Dirks went on to work in the energy industry as a researcher, strategic planner and then ultimately, president of BP China and BP Asia-Pacific. In China, Dirks grew BP from an operation with fewer than 30 employees and no revenue to more than 1,300 employees and revenues of about $4 billion in 2008.
“What does that mean for ASU?” says R. F. “Rick” Shangraw, the vice president for research and economic affairs.
“It means we have somebody who respects and understands the academic enterprise, but also somebody who is very practically grounded in what works in the energy world. We have somebody who knows the energy environment not just nationally, but globally.”
“I feel privileged to have been selected,” Dirks says. “As I explored the opportunity to direct LightWorks, I was struck by the depth and breadth of capability at ASU to apply light to big social challenges. When you combine the capability that ASU has, the social need and the very strong support from President Crow and his team, it makes a very attractive opportunity for my next career.”
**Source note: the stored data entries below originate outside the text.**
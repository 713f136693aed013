//! Pluggable server extensions.
//!
//! Three kinds, each with its own lifecycle:
//!
//! - [`ConnectionExtension`]: a long-lived shared object every request can
//!   look up by key through [`Connection::capability`]. Anything mutable
//!   inside it must be synchronized, requests run concurrently.
//! - [`RoutingExtension`]: run once against the route table at start,
//!   before the listener accepts anything.
//! - [`FunctionExtension`]: a closure called on server start and stop.
//!
//! [`Connection::capability`]: crate::connection::Connection::capability

pub mod files;
pub mod logger;

use std::any::{Any, type_name};
use std::collections::HashMap;
use std::fmt;
use std::net::SocketAddr;
use std::sync::Arc;

use crate::error::{Error, Result};
use crate::routing::RouteTable;

pub use files::Files;
pub use logger::Logger;

/// Upcast to `Any` so a type-erased extension can be handed back typed.
pub trait AsAnyArc {
    fn into_any(self: Arc<Self>) -> Arc<dyn Any + Send + Sync>;
}

impl<T: Any + Send + Sync> AsAnyArc for T {
    fn into_any(self: Arc<Self>) -> Arc<dyn Any + Send + Sync> {
        self
    }
}

pub trait ConnectionExtension: AsAnyArc + Send + Sync + 'static {}

pub trait RoutingExtension: Send + Sync {
    /// Populates or edits `routes`. Errors abort server start.
    fn route(&self, routes: &RouteTable) -> Result<()>;
}

/// Moments a [`FunctionExtension`] is called at. Carries the bound address.
#[derive(Debug, Clone, Copy, PartialEq, Eq)]
pub enum Lifecycle {
    Start(SocketAddr),
    Stop(SocketAddr),
}

#[derive(Clone)]
pub struct FunctionExtension(Arc<dyn Fn(Lifecycle) + Send + Sync>);

impl FunctionExtension {
    pub fn new<F>(f: F) -> Self
    where
        F: Fn(Lifecycle) + Send + Sync + 'static,
    {
        Self(Arc::new(f))
    }

    pub fn call(&self, event: Lifecycle) {
        (self.0)(event)
    }
}

impl fmt::Debug for FunctionExtension {
    fn fmt(&self, f: &mut fmt::Formatter<'_>) -> fmt::Result {
        f.write_str("FunctionExtension(..)")
    }
}

#[derive(Debug, Clone, Copy, PartialEq, Eq)]
pub enum ExtensionKind {
    Connection,
    Routing,
    Function,
}

/// An extension as registered with a server.
pub enum Extension {
    Connection(Arc<dyn ConnectionExtension>),
    Routing(Box<dyn RoutingExtension>),
    Function(FunctionExtension),
}

impl Extension {
    pub fn connection<E: ConnectionExtension>(ext: E) -> Self {
        Extension::Connection(Arc::new(ext))
    }

    pub fn routing<E: RoutingExtension + 'static>(ext: E) -> Self {
        Extension::Routing(Box::new(ext))
    }

    pub fn function<F>(f: F) -> Self
    where
        F: Fn(Lifecycle) + Send + Sync + 'static,
    {
        Extension::Function(FunctionExtension::new(f))
    }

    pub fn kind(&self) -> ExtensionKind {
        match self {
            Extension::Connection(_) => ExtensionKind::Connection,
            Extension::Routing(_) => ExtensionKind::Routing,
            Extension::Function(_) => ExtensionKind::Function,
        }
    }
}

impl fmt::Debug for Extension {
    fn fmt(&self, f: &mut fmt::Formatter<'_>) -> fmt::Result {
        write!(f, "Extension::{:?}", self.kind())
    }
}

/// Connection extensions by key, as seen from inside a request.
///
/// Built once at start and never changed afterwards; clones share it.
#[derive(Clone, Default)]
pub struct ExtensionMap {
    entries: Arc<HashMap<String, Arc<dyn ConnectionExtension>>>,
}

impl ExtensionMap {
    pub fn new(entries: HashMap<String, Arc<dyn ConnectionExtension>>) -> Self {
        Self {
            entries: Arc::new(entries),
        }
    }

    /// A map holding exactly one extension.
    pub fn single<E: ConnectionExtension>(key: impl Into<String>, ext: E) -> Self {
        let mut entries: HashMap<String, Arc<dyn ConnectionExtension>> = HashMap::new();
        entries.insert(key.into(), Arc::new(ext));
        Self::new(entries)
    }

    pub fn get(&self, key: &str) -> Result<Arc<dyn ConnectionExtension>> {
        self.entries
            .get(key)
            .cloned()
            .ok_or_else(|| Error::ExtensionNotFound(key.to_string()))
    }

    pub fn get_as<T: ConnectionExtension>(&self, key: &str) -> Result<Arc<T>> {
        self.get(key)?
            .into_any()
            .downcast::<T>()
            .map_err(|_| Error::ExtensionTypeMismatch {
                key: key.to_string(),
                expected: type_name::<T>(),
            })
    }

    pub fn contains(&self, key: &str) -> bool {
        self.entries.contains_key(key)
    }

    pub fn len(&self) -> usize {
        self.entries.len()
    }

    pub fn is_empty(&self) -> bool {
        self.entries.is_empty()
    }
}

impl fmt::Debug for ExtensionMap {
    fn fmt(&self, f: &mut fmt::Formatter<'_>) -> fmt::Result {
        f.debug_set().entries(self.entries.keys()).finish()
    }
}
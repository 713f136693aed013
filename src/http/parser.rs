use crate::http::request::{Method, Request};
use std::collections::HashMap;

#[derive(Debug, PartialEq, Eq)]
pub enum ParseError {
    InvalidRequest,
    InvalidMethod,
    InvalidHeader,
    InvalidContentLength,
    Incomplete,
}

/// Parses one request from the front of `buf`.
///
/// Returns the request and how many bytes it occupied, or
/// [`ParseError::Incomplete`] when the headers or the declared body have
/// not fully arrived yet.
pub fn parse_http_request(buf: &[u8]) -> Result<(Request, usize), ParseError> {
    let headers_end = find_headers_end(buf).ok_or(ParseError::Incomplete)?;
    let header_bytes = &buf[..headers_end];
    let body_bytes = &buf[headers_end + 4..];

    let headers_str = std::str::from_utf8(header_bytes).map_err(|_| ParseError::InvalidRequest)?;

    let mut lines = headers_str.split("\r\n");

    // Request line
    let request_line = lines.next().ok_or(ParseError::InvalidRequest)?;
    let mut parts = request_line.split_whitespace();

    let method_str = parts.next().ok_or(ParseError::InvalidRequest)?;
    let path = parts.next().ok_or(ParseError::InvalidRequest)?;
    let version = parts.next().ok_or(ParseError::InvalidRequest)?;

    let method = Method::from_str(method_str).ok_or(ParseError::InvalidMethod)?;

    let mut headers = HashMap::new();

    for line in lines {
        if line.is_empty() {
            continue;
        }

        let (key, value) = line.split_once(':').ok_or(ParseError::InvalidHeader)?;

        headers.insert(key.trim().to_string(), value.trim().to_string());
    }

    let content_length = headers
        .iter()
        .find(|(k, _)| k.eq_ignore_ascii_case("Content-Length"))
        .map(|(_, v)| {
            v.parse::<usize>()
                .map_err(|_| ParseError::InvalidContentLength)
        })
        .transpose()?
        .unwrap_or(0);

    if body_bytes.len() < content_length {
        return Err(ParseError::Incomplete);
    }

    let body = body_bytes[..content_length].to_vec();

    let request = Request {
        method,
        path: path.to_string(),
        version: version.to_string(),
        headers,
        body,
    };

    let total_consumed = headers_end + 4 + content_length;
    Ok((request, total_consumed))
}

fn find_headers_end(buf: &[u8]) -> Option<usize> {
    buf.windows(4).position(|w| w == b"\r\n\r\n")
}
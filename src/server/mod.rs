//! Server lifecycle: template → start → running handle → stop.

pub mod listener;
pub mod session;
pub mod template;

pub use template::{ServerHandle, ServerTemplate};
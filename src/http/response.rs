use std::collections::HashMap;

/// HTTP status codes the server produces.
#[derive(Debug, Clone, Copy, PartialEq, Eq)]
pub enum StatusCode {
    /// 200 OK
    Ok,
    /// 201 Created
    Created,
    /// 204 No Content
    NoContent,
    /// 302 Found
    Found,
    /// 400 Bad Request
    BadRequest,
    /// 404 Not Found
    NotFound,
    /// 405 Method Not Allowed
    MethodNotAllowed,
    /// 500 Internal Server Error
    InternalServerError,
}

impl StatusCode {
    /// Returns the numeric HTTP status code.
    ///
    /// ```
    /// # use weft::http::response::StatusCode;
    /// assert_eq!(StatusCode::Ok.as_u16(), 200);
    /// assert_eq!(StatusCode::NotFound.as_u16(), 404);
    /// ```
    pub fn as_u16(&self) -> u16 {
        match self {
            StatusCode::Ok => 200,
            StatusCode::Created => 201,
            StatusCode::NoContent => 204,
            StatusCode::Found => 302,
            StatusCode::BadRequest => 400,
            StatusCode::NotFound => 404,
            StatusCode::MethodNotAllowed => 405,
            StatusCode::InternalServerError => 500,
        }
    }

    /// Returns the standard HTTP reason phrase for this status code.
    pub fn reason_phrase(&self) -> &'static str {
        match self {
            StatusCode::Ok => "OK",
            StatusCode::Created => "Created",
            StatusCode::NoContent => "No Content",
            StatusCode::Found => "Found",
            StatusCode::BadRequest => "Bad Request",
            StatusCode::NotFound => "Not Found",
            StatusCode::MethodNotAllowed => "Method Not Allowed",
            StatusCode::InternalServerError => "Internal Server Error",
        }
    }
}

/// A complete HTTP response ready to be sent to a client.
#[derive(Debug)]
pub struct Response {
    pub status: StatusCode,
    pub headers: HashMap<String, String>,
    pub body: Vec<u8>,
}

/// Builder for constructing HTTP responses in a fluent style.
///
/// ```ignore
/// let response = ResponseBuilder::new(StatusCode::Ok)
///     .header("Content-Type", "application/json")
///     .body(b"{}".to_vec())
///     .build();
/// ```
#[derive(Debug)]
pub struct ResponseBuilder {
    status: StatusCode,
    headers: HashMap<String, String>,
    body: Vec<u8>,
}

impl ResponseBuilder {
    pub fn new(status: StatusCode) -> Self {
        Self {
            status,
            headers: HashMap::new(),
            body: Vec::new(),
        }
    }

    /// Adds or replaces a header.
    pub fn header(mut self, key: impl Into<String>, value: impl Into<String>) -> Self {
        self.headers.insert(key.into(), value.into());
        self
    }

    pub fn headers(mut self, headers: HashMap<String, String>) -> Self {
        self.headers.extend(headers);
        self
    }

    pub fn body(mut self, body: Vec<u8>) -> Self {
        self.body = body;
        self
    }

    /// Builds the final Response.
    ///
    /// Adds Content-Length from the body size if not already present.
    pub fn build(mut self) -> Response {
        self.headers
            .entry("Content-Length".to_string())
            .or_insert_with(|| self.body.len().to_string());

        Response {
            status: self.status,
            headers: self.headers,
            body: self.body,
        }
    }
}

impl Response {
    /// Creates a simple 200 OK response with the given body.
    pub fn ok(body: impl Into<Vec<u8>>) -> Self {
        ResponseBuilder::new(StatusCode::Ok)
            .body(body.into())
            .build()
    }

    /// Creates a 400 Bad Request response.
    pub fn bad_request() -> Self {
        ResponseBuilder::new(StatusCode::BadRequest)
            .body(b"400 Bad Request".to_vec())
            .build()
    }

    /// Creates a 404 Not Found response.
    pub fn not_found() -> Self {
        ResponseBuilder::new(StatusCode::NotFound)
            .body(b"404 Not Found".to_vec())
            .build()
    }

    /// Creates a 500 Internal Server Error response.
    pub fn internal_error() -> Self {
        ResponseBuilder::new(StatusCode::InternalServerError)
            .body(b"500 Internal Server Error".to_vec())
            .build()
    }
}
Dirks will provide the enhanced strategic focus needed to pursue major funding opportunities, including those in the competitive arena of federal stimulus grants. He also will facilitate collaborations with other universities, industry and government agencies. He says his initial focus is to communicate ASU’s strengths and capabilities through the vehicle of LightWorks and to connect ASU with major sponsors and partners.
Dirks already is fully engaged.
“I am working on two large energy projects now,” he says. “The first is a Department of Energy proposal to identify pathways to commercial production of liquid fuels from algae. We have more than 20 partners from across the country, and ASU is leading. The second project is in anticipation of congressional support for the Department of Energy Hubs program,” he says.
“It is incredibly important to bring resources into Arizona that will fund jobs and create an environment for growing new companies,” Shangraw says.
However, Shangraw adds that Dirks will not neglect the importance of basic research.
“We do not have all the answers, particularly in terms of renewable energy,” he says. “We can’t simply take our existing science and convert it magically into commercial products. We still have to do a lot of basic research in this area to be successful in the long run.”